To test and develop a homologous model, it basically means if you are going to go into primates, you need to create a primate version of the cell product you are interested in, a primate cardiomyocyte, for example, or in a pig from iPSC or however you think we can do that and test that product in the primate model to demonstrate efficacy in those models. That’s interesting because while that provides a great deal of safety and reliability or applicability of the data as it relies directly to a product that is being tested – it’s a monkey cell in a monkey model, for example – it in no way tests the actual human product. So, in Europe the focus is on testing in a model with a cell product that is testable. In the United States, it’s focused on putting cell products – human cell products – into animal models regardless of whether or not that animal model could actually tell you anything relevant about the human cell. So, those are huge differences between Asia and Europe and cause a great deal of consternation amongst developers trying to develop products for both countries.

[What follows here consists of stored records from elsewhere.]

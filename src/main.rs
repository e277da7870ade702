//! web-dispatch server.
//!
//! ```text
//!   config file ──watcher──┐         admin API (PATCH /admin/config/service)
//!                          ▼                      │
//!                    ConfigStore ◀────────────────┘
//!                          │ one snapshot per request
//!                          ▼
//!   request ──▶ RequestIdLayer ──▶ Router ──▶ Handler ──▶ business logic
//!                                               │
//!   response ◀── HSTS / CSP / redirect policy ◀─┘
//! ```

use std::error::Error;
use std::net::SocketAddr;
use std::path::PathBuf;
use std::sync::Arc;

use clap::Parser;
use tokio::net::TcpListener;
use tokio::sync::mpsc;

use web_dispatch::admin::setup_admin_router;
use web_dispatch::config::loader::load_config;
use web_dispatch::config::watcher::ConfigWatcher;
use web_dispatch::lifecycle::signals::wait_for_termination;
use web_dispatch::observability::{logging, metrics};
use web_dispatch::{ConfigStore, HttpServer, ServerConfig, Shutdown};

#[derive(Parser)]
#[command(name = "web-dispatch")]
#[command(about = "HTTP server with uniform security and error policy", long_about = None)]
struct Args {
    /// Path to a TOML configuration file. Watched for changes.
    #[arg(short, long)]
    config: Option<PathBuf>,
}

#[tokio::main]
async fn main() -> Result<(), Box<dyn Error>> {
    let args = Args::parse();

    let config = match &args.config {
        Some(path) => load_config(path)?,
        None => ServerConfig::default(),
    };

    logging::init_logging(&config.observability)?;
    tracing::info!("web-dispatch v{} starting", env!("CARGO_PKG_VERSION"));
    tracing::info!(
        bind_address = %config.listener.bind_address,
        site_url = %config.service.site_url,
        hsts = config.service.tls_strict_transport,
        admin = config.admin.enabled,
        "Configuration loaded"
    );

    if config.observability.metrics_enabled {
        let addr: SocketAddr = config.observability.metrics_address.parse()?;
        metrics::init_metrics(addr)?;
    }

    let store = Arc::new(ConfigStore::new(config.clone()));
    let shutdown = Shutdown::new();

    // Keep the watcher alive for the lifetime of the server.
    let (config_updates, _watcher) = match &args.config {
        Some(path) => {
            let (watcher, updates) = ConfigWatcher::new(path);
            (updates, Some(watcher.run()?))
        }
        None => {
            let (_, updates) = mpsc::unbounded_channel();
            (updates, None)
        }
    };

    if config.admin.enabled {
        let listener = TcpListener::bind(&config.admin.bind_address).await?;
        tracing::info!(address = %listener.local_addr()?, "Admin API listening");
        let router = setup_admin_router(Arc::clone(&store));
        let mut stop = shutdown.subscribe();
        tokio::spawn(async move {
            let served = axum::serve(listener, router)
                .with_graceful_shutdown(async move {
                    let _ = stop.recv().await;
                })
                .await;
            if let Err(e) = served {
                tracing::error!(error = %e, "Admin API failed");
            }
        });
    }

    let signal_shutdown = shutdown.clone();
    tokio::spawn(async move {
        wait_for_termination().await;
        signal_shutdown.trigger();
    });

    let listener = TcpListener::bind(&config.listener.bind_address).await?;
    HttpServer::with_store(store)
        .run(listener, config_updates, shutdown.subscribe())
        .await?;

    tracing::info!("Shutdown complete");
    Ok(())
}
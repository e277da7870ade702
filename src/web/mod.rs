//! Request dispatch subsystem.
//!
//! # Data Flow
//! ```text
//! Request
//!     → handler.rs (Handler: one snapshot per request)
//!     → classify.rs (api / webhook / static / mobile)
//!     → security/ (HSTS, CSP, frame options decided up front)
//!     → business callback (Context, Request) → Result<Response, AppError>
//!     → handler.rs (pass-through, structured error, or 302 to /error)
//!     → Response
//! ```
//!
//! # Design Decisions
//! - Handlers report errors as return values, never through shared state
//! - Classification is a pure function of path, headers and route flags
//! - API, webhook and mobile callers never receive a redirect

pub mod classify;
pub mod context;
pub mod error;
pub mod handler;

use std::sync::Arc;

pub use classify::{classify, RequestClass};
pub use context::Context;
pub use error::AppError;
pub use handler::{ErrorPresentation, HandleFunc, Handler, HandlerResult, RouteFlags};

use crate::config::AppOptionsProvider;
use crate::security::CspEngine;

/// Mints [`Handler`]s that share one config provider and one CSP cache.
#[derive(Clone)]
pub struct Web {
    options: Arc<dyn AppOptionsProvider>,
    csp: Arc<CspEngine>,
}

impl Web {
    pub fn new(options: Arc<dyn AppOptionsProvider>) -> Self {
        Self {
            options,
            csp: Arc::new(CspEngine::new()),
        }
    }

    /// Non-static route with default flags.
    pub fn handler(&self, handle_func: impl HandleFunc) -> Handler {
        self.handler_with(handle_func, RouteFlags::default())
    }

    /// Route serving static web-app content.
    pub fn static_handler(&self, handle_func: impl HandleFunc) -> Handler {
        self.handler_with(
            handle_func,
            RouteFlags {
                is_static: true,
                ..RouteFlags::default()
            },
        )
    }

    pub fn handler_with(&self, handle_func: impl HandleFunc, flags: RouteFlags) -> Handler {
        Handler::new(
            Arc::clone(&self.options),
            Arc::clone(&self.csp),
            handle_func,
            flags,
        )
    }

    pub fn csp(&self) -> &Arc<CspEngine> {
        &self.csp
    }
}

impl std::fmt::Debug for Web {
    fn fmt(&self, f: &mut std::fmt::Formatter<'_>) -> std::fmt::Result {
        f.debug_struct("Web").field("csp", &self.csp).finish_non_exhaustive()
    }
}
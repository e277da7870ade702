//! The request dispatcher.
//!
//! # Request lifecycle
//! ```text
//! Init        take one ConfigSnapshot, resolve the request ID
//! Classified  classify path + headers + route static flag
//! Dispatched  fix policy headers (HSTS, CSP, frame options), run handler
//! Ok(resp)    handler owns status and body
//! Err(err)    stamp + sanitize, then structured error or 302 to /error
//! Finalized   merge headers, record metrics, return
//! ```

use std::convert::Infallible;
use std::fmt;
use std::future::Future;
use std::pin::Pin;
use std::sync::Arc;
use std::task::{Context as TaskContext, Poll};
use std::time::Instant;

use axum::body::Body;
use axum::http::header::{CONTENT_SECURITY_POLICY, STRICT_TRANSPORT_SECURITY};
use axum::http::{HeaderMap, HeaderValue, Request};
use axum::response::{IntoResponse, Response};
use futures_util::future::BoxFuture;
use tower::Service;
use tracing::Instrument;
use uuid::Uuid;

use crate::config::{AppOptionsProvider, ConfigSnapshot};
use crate::observability::metrics;
use crate::security::headers::{
    api_defaults, apply_frame_options, merge_defaults, HeaderPolicy, X_REQUEST_ID, X_VERSION_ID,
};
use crate::security::{hsts, CspEngine};
use crate::web::classify::{classify_with_prefix, RequestClass};
use crate::web::context::Context;
use crate::web::error::AppError;

/// What a business handler returns.
pub type HandlerResult = Result<Response, AppError>;

pub type HandlerFuture = Pin<Box<dyn Future<Output = HandlerResult> + Send>>;

/// Business logic behind a route.
///
/// Implemented for every `Fn(Context, Request<Body>) -> impl Future<Output = HandlerResult>`.
pub trait HandleFunc: Send + Sync + 'static {
    fn call(&self, ctx: Context, request: Request<Body>) -> HandlerFuture;
}

impl<F, Fut> HandleFunc for F
where
    F: Fn(Context, Request<Body>) -> Fut + Send + Sync + 'static,
    Fut: Future<Output = HandlerResult> + Send + 'static,
{
    fn call(&self, ctx: Context, request: Request<Body>) -> HandlerFuture {
        Box::pin(self(ctx, request))
    }
}

/// Registration-time properties of a route.
///
/// Only `is_static` changes dispatcher behavior; the rest are passed to the
/// handler through its [`Context`].
#[derive(Debug, Clone, Copy, Default, PartialEq, Eq)]
pub struct RouteFlags {
    pub require_session: bool,
    pub trust_requester: bool,
    pub require_mfa: bool,
    pub is_static: bool,
}

/// How a handler error reaches the client.
#[derive(Debug, Clone, Copy, PartialEq, Eq)]
pub enum ErrorPresentation {
    /// JSON body with the error's own status.
    Structured,
    /// `302 Found` to the error page.
    Redirect,
}

impl ErrorPresentation {
    pub fn for_class(class: RequestClass) -> Self {
        if class.wants_structured_errors() {
            Self::Structured
        } else {
            Self::Redirect
        }
    }

    fn label(self) -> &'static str {
        match self {
            Self::Structured => "structured",
            Self::Redirect => "redirect",
        }
    }
}

/// A route's business logic wrapped with the dispatch policy.
///
/// Cheap to clone; clones share the callback, the config provider and the
/// CSP cache.
#[derive(Clone)]
pub struct Handler {
    options: Arc<dyn AppOptionsProvider>,
    csp: Arc<CspEngine>,
    handle_func: Arc<dyn HandleFunc>,
    flags: RouteFlags,
}

impl fmt::Debug for Handler {
    fn fmt(&self, f: &mut fmt::Formatter<'_>) -> fmt::Result {
        f.debug_struct("Handler")
            .field("flags", &self.flags)
            .field("csp", &self.csp)
            .finish_non_exhaustive()
    }
}

impl Handler {
    pub fn new(
        options: Arc<dyn AppOptionsProvider>,
        csp: Arc<CspEngine>,
        handle_func: impl HandleFunc,
        flags: RouteFlags,
    ) -> Self {
        Self {
            options,
            csp,
            handle_func: Arc::new(handle_func),
            flags,
        }
    }

    pub fn flags(&self) -> RouteFlags {
        self.flags
    }

    /// Serve one request.
    pub async fn serve(&self, request: Request<Body>) -> Response {
        let start = Instant::now();
        let snapshot = self.options.global_app_options();
        let method = request.method().clone();
        let path = request.uri().path().to_string();
        let request_id = request_id_of(request.headers());

        let class = classify_with_prefix(
            &snapshot.service().api_prefix,
            &path,
            request.headers(),
            self.flags.is_static,
        );

        let policy = self.policy_headers(&snapshot, class, &request_id);
        let defaults = if class.is_static {
            HeaderMap::new()
        } else {
            api_defaults(&method)
        };

        let span = tracing::debug_span!(
            "dispatch",
            request_id = %request_id,
            method = %method,
            path = %path,
            class = class.label(),
        );
        let ctx = Context::new(
            request_id.clone(),
            path.clone(),
            class,
            self.flags,
            Arc::clone(&snapshot),
        );
        let outcome = self.handle_func.call(ctx, request).instrument(span).await;

        let (mut response, presentation) = match outcome {
            Ok(response) => (response, None),
            Err(err) => {
                let presentation = ErrorPresentation::for_class(class);
                let response = finalize_error(err, &snapshot, presentation, &request_id, &path);
                (response, Some(presentation))
            }
        };

        // A redirect has no body to describe.
        if presentation != Some(ErrorPresentation::Redirect) {
            merge_defaults(response.headers_mut(), &defaults);
        }
        policy.apply(response.headers_mut());

        metrics::record_request(
            method.as_str(),
            response.status().as_u16(),
            class.label(),
            start,
        );
        response
    }

    fn policy_headers(
        &self,
        snapshot: &ConfigSnapshot,
        class: RequestClass,
        request_id: &str,
    ) -> HeaderPolicy {
        let mut headers = HeaderMap::new();
        let mut absent = Vec::new();
        if let Ok(value) = HeaderValue::from_str(request_id) {
            headers.insert(X_REQUEST_ID, value);
        }
        if let Ok(value) = HeaderValue::from_str(&version_id(snapshot)) {
            headers.insert(X_VERSION_ID, value);
        }

        hsts::apply_hsts(snapshot, &mut headers);
        if !headers.contains_key(STRICT_TRANSPORT_SECURITY) {
            absent.push(STRICT_TRANSPORT_SECURITY);
        }
        if class.is_static {
            apply_frame_options(&mut headers);
        } else {
            absent.push(CONTENT_SECURITY_POLICY);
        }
        self.csp.apply_csp(snapshot, class.is_static, &mut headers);

        HeaderPolicy {
            set: headers,
            absent,
        }
    }
}

impl Service<Request<Body>> for Handler {
    type Response = Response;
    type Error = Infallible;
    type Future = BoxFuture<'static, Result<Response, Infallible>>;

    fn poll_ready(&mut self, _cx: &mut TaskContext<'_>) -> Poll<Result<(), Self::Error>> {
        Poll::Ready(Ok(()))
    }

    fn call(&mut self, request: Request<Body>) -> Self::Future {
        let handler = self.clone();
        Box::pin(async move { Ok(handler.serve(request).await) })
    }
}

fn finalize_error(
    mut err: AppError,
    snapshot: &ConfigSnapshot,
    presentation: ErrorPresentation,
    request_id: &str,
    path: &str,
) -> Response {
    err.request_id = request_id.to_string();

    if err.status_code >= 500 {
        tracing::error!(
            request_id = %request_id,
            path = %path,
            error_id = %err.id,
            status = err.status_code,
            error = %err,
            "Handler failed"
        );
    } else {
        tracing::info!(
            request_id = %request_id,
            path = %path,
            error_id = %err.id,
            status = err.status_code,
            error = %err,
            "Handler returned error"
        );
    }

    err.location = path.to_string();
    err.sanitize(snapshot.service());

    metrics::record_error(presentation.label());
    match presentation {
        ErrorPresentation::Structured => err.into_response(),
        ErrorPresentation::Redirect => err.into_redirect(),
    }
}

/// Reuse the inbound request ID when present, otherwise mint one.
fn request_id_of(headers: &HeaderMap) -> String {
    headers
        .get(X_REQUEST_ID)
        .and_then(|value| value.to_str().ok())
        .filter(|value| !value.is_empty())
        .map_or_else(|| Uuid::new_v4().simple().to_string(), str::to_string)
}

fn version_id(snapshot: &ConfigSnapshot) -> String {
    format!("{}.{}", env!("CARGO_PKG_VERSION"), snapshot.generation())
}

In the United States – well, even in Europe – investigators are faced with the potential of having to establish a whole product or a whole new iPSC line, a new differentiation process, a new characterisation plan for a primate cell to test in those models if they want to then move and do clinical studies in Europe. And there is always the possibility that one side of the Atlantic or the other is going to have to capitulate. We are going to have to find some way to harmonise the studies in the paradigm in Europe and Asia. What that may end up being is the possibility of having to do a little bit of both – a little homologous testing in the United States, a little more human testing in Europe.”